A prominent sign to the sight of any Baysider commuting along the Nepean Highway recently between South Road and Cummings Road.
A prominent sign to the sight of any Baysider commuting along the Nepean Highway recently between South Road and Cummings Road.


7.00pm Tuesday May 26 2015

by Ed Kennedy

Plans for a Trans Pacific Partnership (TPP) by the Abbott government may seem at first something of a far off concern for Baysiders in their day-to-day lives in our seaside suburbs.
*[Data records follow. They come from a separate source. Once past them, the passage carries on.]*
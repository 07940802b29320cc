use kpidash::charts;
use kpidash::table::{Table, Value};

/// Renders one sample chart of each kind into ./chart_output for a quick
/// visual check of the chart builders.
fn main() -> Result<(), Box<dyn std::error::Error>> {
    let output_dir = "chart_output";
    std::fs::create_dir_all(output_dir)?;

    let regions = ["north", "south", "east", "west"];
    let rows: Vec<Vec<Value>> = (0..60)
        .map(|i| {
            let v = 40.0 + 30.0 * ((i as f64) * 0.35).sin() + (i % 7) as f64;
            vec![
                Value::Number(v),
                Value::Text(regions[i % regions.len()].to_string()),
            ]
        })
        .collect();
    let table = Table::new(vec!["revenue".into(), "region".into()], rows);

    let outputs = [
        ("bar", charts::bar_chart(&table, "revenue")?),
        ("line", charts::line_chart(&table, "revenue")?),
        ("histogram", charts::histogram(&table, "revenue")?),
        ("pie", charts::pie_chart(&table, "region", "revenue")?),
    ];

    for (name, png) in outputs {
        let path = format!("{}/{}.png", output_dir, name);
        std::fs::write(&path, &png)?;
        println!("wrote {} ({} bytes)", path, png.len());
    }

    Ok(())
}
Yet, any Baysider commuting along the Nepean Highway recently would have seen the following sign over North Avenue between South Road and Cummings Road.

The poster by civic activist group Get Up implores Andrew Robb, local MP and Member for Goldstein, to alter his policy direction on the planned TPP that would involve 14 nations including the United States and New Zealand alongside Australia.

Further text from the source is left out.